From an early age, Lee Kiang Koh was encouraged to embrace the traditional role of a woman in the home. Instead, she forged a career in technology and wants to inspire other young women to do the same. 

“I was always passionate about working in technology, and I was lucky enough to receive a Royal Melbourne Institute of Technology (RMIT) degree scholarship to enable me to get a qualification after school,” says Lee Kiang from Macquarie’s Singapore office. 

“Women are underrepresented in Science, Technology, Engineering and Mathematics (STEM) and I want to encourage the next generation to consider this field as a career option. For that to happen, we have to support access to quality STEM education, instil an interest in girls and develop the right skills for roles in the future.” 

Together with 21C Girls, a non-profit organisation that develops and delivers free coding classes for girls, Lee Kiang organised a four-hour coding hackathon for around 15 girls aged between 13-15 years old. The workshop included a variety of fun, hands-on activities designed to get the students excited about being inventors, problem solvers and creative in STEM. 

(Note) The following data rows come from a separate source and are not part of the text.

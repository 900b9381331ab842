//! # SimSIMD - Hardware-Accelerated Similarity Metrics and Distance Functions
//!
//! * Targets ARM NEON, x86 AVX2 and AVX-512 (VNNI, VPOPCNTDQ) hardware backends.
//! * Handles f64 double-, f32 single-, f16 and bf16 half-precision, i8 integral, and binary vectors.
//! * Picks the best kernel for the running CPU once, then every call is a table lookup.
//!
//! ## Implemented distance functions include:
//!
//! * Squared Euclidean (L2), Inner Product, and Cosine (Angular) spatial distances.
//! * Hamming (~ Manhattan) and Jaccard (~ Tanimoto) binary distances.
//! * Kullback-Leibler and Jensen-Shannon divergences for probability distributions.
//!
//! # Example
//!
//! ```rust
//! use simsimd::SpatialSimilarity;
//!
//! let a = &[1, 2, 3];
//! let b = &[4, 5, 6];
//!
//! // Compute cosine distance
//! let cosine = i8::cosine(a, b);
//!
//! // Compute inner product
//! let inner = i8::inner(a, b);
//!
//! // Compute squared Euclidean distance
//! let sqeuclidean = i8::sqeuclidean(a, b);
//! ```
//!
//! # Build configuration
//!
//! Which instruction sets get compiled in is decided by `build.rs` from the
//! target platform and the `SIMSIMD_*` environment variables, see [`config`].
//! What the build decided is available at runtime through
//! [`capabilities::build_configuration`].
//!
//! # Dispatch
//!
//! On first use the library probes the CPU and freezes one kernel per metric
//! and element type, see [`dispatch`]. Selection is logged through `tracing`.
#![allow(non_camel_case_types)]

pub mod capabilities;
pub mod config;
pub mod dispatch;
mod error;
mod kernels;
pub mod numerics;
pub mod scalars;

pub use capabilities::{FeatureSet, Tier};
pub use dispatch::{Distance, Dtype, Kernel, Metric};
pub use error::DispatchError;
pub use numerics::{BinarySimilarity, ProbabilitySimilarity, SpatialSimilarity};
pub use scalars::{bf16, f16};

#[cfg(test)]
mod tests {
    use super::*;

    #[test]
    fn test_selected_kernels() {
        dispatch::initialize().unwrap();
        let features = capabilities::detected();
        let configuration = capabilities::build_configuration();
        for metric in Metric::ALL {
            for dtype in Dtype::ALL {
                let registered = kernels::REGISTRY
                    .iter()
                    .flat_map(|variants| variants.iter())
                    .any(|variant| variant.metric == metric && variant.dtype == dtype);
                let Some(kernel) = dispatch::dispatch(metric, dtype) else {
                    assert!(!registered, "{metric} over {dtype} was left empty");
                    continue;
                };
                assert!(registered);
                assert!(kernel.tier().is_supported_by(features), "{metric} over {dtype}");
                assert!(kernel.tier().is_compiled_in(configuration), "{metric} over {dtype}");
                println!("{metric} over {dtype}: {}", kernel.tier());
            }
        }
    }

    #[test]
    fn test_examples_from_crate_docs() {
        let a = &[1i8, 2, 3];
        let b = &[4i8, 5, 6];
        assert_eq!(i8::inner(a, b), Some(32.0));
        assert_eq!(i8::sqeuclidean(a, b), Some(27.0));
        assert!(i8::cosine(a, a).unwrap().abs() < 1e-6);
    }
}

Staff members from Macquarie’s technology team also mentored the students as they used ‘microbits’ to create their own programmable musical instrument. This exercise was designed to give students an idea of what a career in the FinTech (Financial Technology) industry would be like and provided them with role models.

Following the hackathon feedback survey, 100% of the girls involved said they would consider a career in the Fintech industry. “Our ultimate goal was to inspire young girls to think outside of the traditional roles for women and pursue a career in STEM, so I was happy to see that this experience broadened their horizons,” says Lee Kiang. 

As well as the hackathon, a donation of $3,328 with matching from the Macquarie Group Foundation was made to support the work of 21C Girls as they prepare girls with the skills and knowledge to build a career in STEM. 

Also during Macquarie’s annual Foundation Week Lee Kiang and colleagues from the Singapore held an event with 21C called ‘Littlebits’ in which staff made small inventions. The event raised $30,000 with matching from the Macquarie Group Foundation. 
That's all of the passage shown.